• Instructions for the task
Within the listing, how many lines hold the word "mpsc"? Give the number by itself.

• Source information
────

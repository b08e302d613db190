use std::path::PathBuf;
use std::sync::mpsc;
use std::thread;
use std::time::Duration;

use qapp_core::{
    ContentOutcome, ContentSource, Effect, Identity, Job, Msg, QappError, ResourceHandle, TabId,
    ThemeReading, THEME_VARIABLES,
};
use qapp_engine::{
    read_theme, BridgeError, Candidate, EngineEvent, EngineHandle, FailureKind, FetchError,
    JobRecord, NewJobRequest, PopOutWriter, Resolution, ResourceStore, StaticThemeSource,
};
use qapp_logging::{qapp_debug, qapp_info, qapp_warn};

/// Runs the core's effects: network work goes to the engine, resource and
/// theme work is done in place. Engine results come back as [`Msg`]s.
pub struct EffectRunner {
    engine: EngineHandle,
    resources: ResourceStore,
    popouts: PopOutWriter,
    theme: StaticThemeSource,
    msg_tx: mpsc::Sender<Msg>,
}

impl EffectRunner {
    pub fn new(
        engine: EngineHandle,
        popout_dir: PathBuf,
        theme: StaticThemeSource,
        msg_tx: mpsc::Sender<Msg>,
    ) -> Self {
        let runner = Self {
            engine,
            resources: ResourceStore::new(),
            popouts: PopOutWriter::new(popout_dir),
            theme,
            msg_tx,
        };
        runner.spawn_event_loop();
        runner
    }

    pub fn resources(&self) -> &ResourceStore {
        &self.resources
    }

    pub fn enqueue(&self, effects: Vec<Effect>) {
        for effect in effects {
            match effect {
                Effect::SubmitJob(job) => {
                    qapp_info!("SubmitJob url={} depth={} assets={}", job.url, job.depth, job.assets);
                    self.engine.submit_job(NewJobRequest {
                        url: job.url,
                        depth: job.depth,
                        assets: job.assets,
                    });
                }
                Effect::FetchJobs => self.engine.fetch_jobs(),
                Effect::FetchJobRecord { job_id } => self.engine.fetch_job_record(job_id),
                Effect::LookupArchive { url } => {
                    qapp_info!("LookupArchive url={}", url);
                    self.engine.lookup_archive(url);
                }
                Effect::ResolveContent {
                    tab_id,
                    generation,
                    path,
                } => {
                    qapp_debug!("ResolveContent tab={} gen={} path={}", tab_id, generation, path);
                    self.engine.resolve_content(tab_id, generation, path);
                }
                Effect::AttachResource {
                    tab_id,
                    handle,
                    body,
                } => {
                    self.resources.insert(handle.id(), body);
                    // The console frame has nothing to paint, so it is loaded
                    // as soon as the body is stored.
                    self.send(Msg::FrameLoaded { tab_id, handle });
                }
                Effect::ReleaseResource { handle } => {
                    if !self.resources.release(handle.id()) {
                        qapp_warn!("released {} which was not live", handle.url());
                    }
                }
                Effect::OpenExternal {
                    tab_id,
                    handle,
                    url,
                    title,
                } => self.open_external(tab_id, &handle, &url, title.as_deref()),
                Effect::LoadIdentity => self.engine.fetch_identity(),
                Effect::ReadTheme => {
                    let readings = read_theme(&self.theme, THEME_VARIABLES)
                        .into_iter()
                        .map(|(name, value)| ThemeReading { name, value })
                        .collect();
                    self.send(Msg::ThemeRead(readings));
                }
            }
        }
    }

    fn open_external(&self, tab_id: TabId, handle: &ResourceHandle, url: &str, title: Option<&str>) {
        let Some(body) = self.resources.get(handle.id()) else {
            qapp_warn!("pop-out of tab {} skipped: {} not live", tab_id, handle.url());
            return;
        };
        match self.popouts.write(title, url, &body) {
            Ok(path) => {
                qapp_info!("tab {} popped out to {:?}", tab_id, path);
                println!("Opened tab {} in {}", tab_id, path.display());
            }
            Err(err) => qapp_warn!("pop-out of tab {} failed: {}", tab_id, err),
        }
    }

    fn send(&self, msg: Msg) {
        if self.msg_tx.send(msg).is_err() {
            qapp_debug!("app loop gone, message dropped");
        }
    }

    fn spawn_event_loop(&self) {
        let engine = self.engine.clone();
        let msg_tx = self.msg_tx.clone();
        thread::spawn(move || loop {
            if let Some(event) = engine.recv_timeout(Duration::from_millis(50)) {
                if msg_tx.send(map_event(event)).is_err() {
                    break;
                }
            }
        });
    }
}

/// Translates an engine result into the core message that consumes it.
pub fn map_event(event: EngineEvent) -> Msg {
    match event {
        EngineEvent::JobSubmitted { result } => Msg::JobSubmitted(result.map_err(map_fetch_error)),
        EngineEvent::JobsFetched { result } => Msg::JobsLoaded(
            result
                .map(|records| records.into_iter().filter_map(map_job).collect())
                .map_err(map_fetch_error),
        ),
        EngineEvent::JobRecordFetched { job_id, result } => Msg::JobRecordLoaded {
            job_id,
            result: result.map_err(map_fetch_error),
        },
        EngineEvent::ArchiveLookedUp { url, result, at } => Msg::ArchiveLookedUp {
            url,
            result: result
                .map(|location| location.map(|location| location.path))
                .map_err(map_fetch_error),
            at,
        },
        EngineEvent::ContentResolved {
            tab_id,
            generation,
            resolution,
            at,
        } => Msg::ContentResolved {
            tab_id,
            generation,
            outcome: map_resolution(resolution),
            at,
        },
        EngineEvent::IdentityFetched { result } => Msg::IdentityLoaded(
            result
                .map(|account| Identity {
                    name: account.name,
                    address: account.address,
                })
                .map_err(map_bridge_error),
        ),
    }
}

fn map_job(record: JobRecord) -> Option<Job> {
    Some(Job {
        id: record.id?,
        status: record.status.unwrap_or_default(),
        domain: record.domain,
        url: record.url,
        url_hash: record.url_hash,
        message: record.message,
    })
}

fn map_resolution(resolution: Resolution) -> ContentOutcome {
    match resolution {
        Resolution::Found {
            candidate,
            text,
            title,
            ..
        } => ContentOutcome::Resolved {
            source: map_candidate(candidate),
            body: text,
            title,
        },
        Resolution::NotFound => ContentOutcome::NotFound,
        Resolution::Failed(err) => ContentOutcome::Failed(err.to_string()),
    }
}

fn map_candidate(candidate: Candidate) -> ContentSource {
    match candidate {
        Candidate::Snapshot => ContentSource::Snapshot,
        Candidate::Index => ContentSource::Index,
    }
}

fn map_fetch_error(err: FetchError) -> QappError {
    match err.kind {
        FailureKind::HttpStatus(404) => QappError::NotFound(err.to_string()),
        _ => QappError::Transport(err.to_string()),
    }
}

fn map_bridge_error(err: BridgeError) -> QappError {
    QappError::HostBridge(err.to_string())
}
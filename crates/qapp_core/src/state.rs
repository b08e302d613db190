use crate::view_model::{
    ActivePane, AppViewModel, FormView, FrameView, JobDetailRow, JobRowView, JobSummaryRow,
    PollingView, TabView,
};
use crate::tabs::Shown;
use crate::{
    Identity, JobBoard, NewJob, QappError, TabManager, ThemeVars, IDENTITY_ERROR_LABEL,
    IDENTITY_LOADING_LABEL,
};

pub const DEFAULT_DEPTH: u32 = 1;

/// Values typed into the submit form.
#[derive(Debug, Clone, PartialEq, Eq)]
pub struct SubmitForm {
    pub url: String,
    pub depth: u32,
    pub assets: bool,
}

impl Default for SubmitForm {
    fn default() -> Self {
        Self {
            url: String::new(),
            depth: DEFAULT_DEPTH,
            assets: false,
        }
    }
}

impl SubmitForm {
    pub(crate) fn to_request(&self) -> NewJob {
        NewJob {
            url: self.url.trim().to_string(),
            depth: self.depth,
            assets: self.assets,
        }
    }
}

#[derive(Debug, Clone, PartialEq, Eq)]
pub(crate) enum IdentityState {
    Loading,
    Loaded(String),
    Failed,
}

#[derive(Debug, Clone, PartialEq, Eq)]
pub struct AppState {
    pub(crate) form: SubmitForm,
    pub(crate) board: JobBoard,
    pub(crate) tabs: TabManager,
    pub(crate) theme: ThemeVars,
    pub(crate) identity: IdentityState,
    pub(crate) log_text: String,
    pub(crate) alert: Option<String>,
    dirty: bool,
}

impl Default for AppState {
    fn default() -> Self {
        Self::new()
    }
}

impl AppState {
    pub fn new() -> Self {
        Self {
            form: SubmitForm::default(),
            board: JobBoard::new(),
            tabs: TabManager::new(),
            theme: ThemeVars::default(),
            identity: IdentityState::Loading,
            log_text: String::new(),
            alert: None,
            dirty: false,
        }
    }

    pub fn board(&self) -> &JobBoard {
        &self.board
    }

    pub fn tabs(&self) -> &TabManager {
        &self.tabs
    }

    pub fn theme(&self) -> &ThemeVars {
        &self.theme
    }

    pub fn form(&self) -> &SubmitForm {
        &self.form
    }

    pub(crate) fn mark_dirty(&mut self) {
        self.dirty = true;
    }

    /// Returns whether anything changed since the last call and clears the flag.
    pub fn consume_dirty(&mut self) -> bool {
        std::mem::take(&mut self.dirty)
    }

    pub(crate) fn set_log(&mut self, text: impl Into<String>) {
        self.log_text = text.into();
        self.mark_dirty();
    }

    pub(crate) fn set_alert(&mut self, err: &QappError) {
        self.alert = Some(err.to_string());
        self.mark_dirty();
    }

    pub(crate) fn apply_identity(&mut self, result: Result<Identity, QappError>) {
        self.identity = match result {
            Ok(identity) => match identity.display_label() {
                Some(label) => IdentityState::Loaded(label.to_string()),
                None => IdentityState::Failed,
            },
            Err(_) => IdentityState::Failed,
        };
        self.mark_dirty();
    }

    pub fn view(&self) -> AppViewModel {
        let expanded = self.board.expanded();
        let jobs = self
            .board
            .jobs()
            .iter()
            .map(|job| JobRowView {
                summary: JobSummaryRow {
                    job_id: job.id.clone(),
                    status: job.status.clone(),
                    domain: job.domain.clone().unwrap_or_default(),
                },
                detail: JobDetailRow {
                    job_id: job.id.clone(),
                    domain: job.domain.clone().unwrap_or_default(),
                    url: job.url.clone().unwrap_or_default(),
                    url_hash: job.url_hash.clone().unwrap_or_default(),
                    status: job.status.clone(),
                    message: job.message.clone().unwrap_or_default(),
                    expanded: expanded == Some(job.id.as_str()),
                },
            })
            .collect();

        let active_tab = self.tabs.active();
        let tabs = self
            .tabs
            .iter()
            .map(|tab| TabView {
                tab_id: tab.id,
                caption: tab.title.clone().unwrap_or_else(|| tab.url.clone()),
                url: tab.url.clone(),
                path: tab.path.clone(),
                created_at: tab.created_at.clone(),
                refreshed_at: tab.refreshed_at.clone(),
                active: active_tab == Some(tab.id),
                frame: match (&tab.frame.shown, tab.frame.resolving) {
                    (Shown::Blank | Shown::Placeholder(_), true) => FrameView::Loading,
                    (Shown::Blank, false) => FrameView::Blank,
                    (Shown::Resource(handle, source), _) => FrameView::Resource {
                        url: handle.url(),
                        source: *source,
                    },
                    (Shown::Placeholder(placeholder), false) => FrameView::Placeholder {
                        placeholder: *placeholder,
                        document: placeholder.document(),
                    },
                },
            })
            .collect();

        let identity_label = match &self.identity {
            IdentityState::Loading => IDENTITY_LOADING_LABEL.to_string(),
            IdentityState::Loaded(label) => label.clone(),
            IdentityState::Failed => IDENTITY_ERROR_LABEL.to_string(),
        };

        AppViewModel {
            identity_label,
            alert: self.alert.clone(),
            form: FormView {
                url: self.form.url.clone(),
                depth: self.form.depth,
                assets: self.form.assets,
            },
            polling: PollingView {
                suspended: self.board.is_suspended(),
                in_flight: self.board.is_in_flight(),
                status: self.board.status().map(ToOwned::to_owned),
            },
            jobs,
            log_text: self.log_text.clone(),
            active: match active_tab {
                Some(tab_id) => ActivePane::Tab(tab_id),
                None => ActivePane::Controls,
            },
            tabs,
            theme: self
                .theme
                .iter()
                .map(|(name, value)| (name.to_string(), value.to_string()))
                .collect(),
            dirty: self.dirty,
        }
    }
}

────

• Output below
3